I have tended to be a big fan of Open Secrets, a website by a lefty group that shows how money is spent in politics. The nice thing is that they provide data. And the nice thing about data is that it gives you good apples-to-apples comparisons. Based on data, you can argue things like “the largest donors and lobbyists in Wisconsin are the teachers unions” and have something to back that up with.
So I was really disappointed to read this recent piece by Michael Beckel at Open Secrets entitled “Union Muscle Eclipsed by High-Profile Conservative Groups During 2010 Election”. They reviewed the publicly disclosed spending information and concluded that the unions spent less money than American Crossroads, the Chamber, et al. in the 2010 cycle. In particular, they found that the unions spent $46.7m while business groups spent $97m or so.

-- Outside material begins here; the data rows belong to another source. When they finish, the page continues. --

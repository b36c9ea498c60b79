//! Incremental text decoding for body adapters

use encoding_rs::{CoderResult, Encoding};
use std::fmt;

/// Character set used by the text adapters
///
/// Labels are resolved with the WHATWG rules of `encoding_rs`, so
/// `iso-8859-1` and `us-ascii` decode as windows-1252.
#[derive(Clone, Copy, PartialEq, Eq)]
pub struct Charset(&'static Encoding);

impl Charset {
    pub fn utf8() -> Charset {
        Charset(encoding_rs::UTF_8)
    }

    pub fn utf16be() -> Charset {
        Charset(encoding_rs::UTF_16BE)
    }

    pub fn utf16le() -> Charset {
        Charset(encoding_rs::UTF_16LE)
    }

    pub fn iso_8859_1() -> Charset {
        Charset(encoding_rs::WINDOWS_1252)
    }

    /// Look a charset up by one of its labels
    pub fn from_name(name: &str) -> Option<Charset> {
        let name = name.trim().trim_matches('"');
        Encoding::for_label(name.as_bytes()).map(Charset)
    }

    /// Charset named by a `Content-Type` value, UTF-8 otherwise
    pub fn from_content_type(content_type: Option<&str>) -> Charset {
        content_type
            .and_then(|ct| {
                ct.split(';').skip(1).find_map(|param| {
                    let (key, value) = param.split_once('=')?;
                    if key.trim().eq_ignore_ascii_case("charset") {
                        Charset::from_name(value)
                    } else {
                        None
                    }
                })
            })
            .unwrap_or_default()
    }

    pub fn name(self) -> &'static str {
        self.0.name()
    }

    /// Decode a complete byte sequence
    pub fn decode(self, bytes: &[u8]) -> String {
        let (text, _) = self.0.decode_without_bom_handling(bytes);
        text.into_owned()
    }
}

impl Default for Charset {
    fn default() -> Self {
        Charset::utf8()
    }
}

impl fmt::Debug for Charset {
    fn fmt(&self, f: &mut fmt::Formatter<'_>) -> fmt::Result {
        write!(f, "Charset({})", self.0.name())
    }
}

/// Streaming decoder that carries partial characters across chunks
///
/// Malformed input decodes to U+FFFD. A sequence cut off by the end of the
/// stream becomes a single U+FFFD when [`finish`](Decoder::finish) runs.
pub struct Decoder {
    charset: Charset,
    inner: encoding_rs::Decoder,
}

impl Decoder {
    pub fn new(charset: Charset) -> Self {
        Decoder {
            charset,
            inner: charset.0.new_decoder_without_bom_handling(),
        }
    }

    /// Decode `bytes`, appending complete characters to `out`
    pub fn feed(&mut self, bytes: &[u8], out: &mut String) {
        self.decode(bytes, out, false);
    }

    /// Flush any dangling partial character
    ///
    /// The decoder starts over afterwards.
    pub fn finish(&mut self, out: &mut String) {
        self.decode(&[], out, true);
        self.inner = self.charset.0.new_decoder_without_bom_handling();
    }

    fn decode(&mut self, mut src: &[u8], out: &mut String, last: bool) {
        loop {
            let room = self
                .inner
                .max_utf8_buffer_length(src.len())
                .unwrap_or(src.len().saturating_mul(3).saturating_add(4));
            out.reserve(room);
            let (result, read, _) = self.inner.decode_to_string(src, out, last);
            src = &src[read..];
            match result {
                CoderResult::InputEmpty => break,
                CoderResult::OutputFull => continue,
            }
        }
    }
}

impl fmt::Debug for Decoder {
    fn fmt(&self, f: &mut fmt::Formatter<'_>) -> fmt::Result {
        f.debug_struct("Decoder")
            .field("charset", &self.charset)
            .finish_non_exhaustive()
    }
}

There’s a catch though. AFSCME, the largest of the public employee unions, told the New York Times that they spent $91m. That number was actually up $3.5m from four days before then when a union representative told the Wall Street Journal, “we’re the big dog, but we don’t like to brag.” Open Secrets claimed that AFSCME only spent $12.6m, less than 1/7th of the total amount that the union says that they spent.
Now I am not saying that the apples-to-apples study of disclosed data to disclosed data isn’t valuablein some cases. But when your study understates the expenditures of one organization by a factor of 7 you have to think that you are barking up the wrong tree in how you are collecting your data. It isn’t so much that your methodology is bad. It is that it is irrelevant and misleading.
Of course, the guy who did the analysis used to work for the extremely liberal Mother Jones. Maybe he just knew what answer he wanted and picked the parameters to hit it.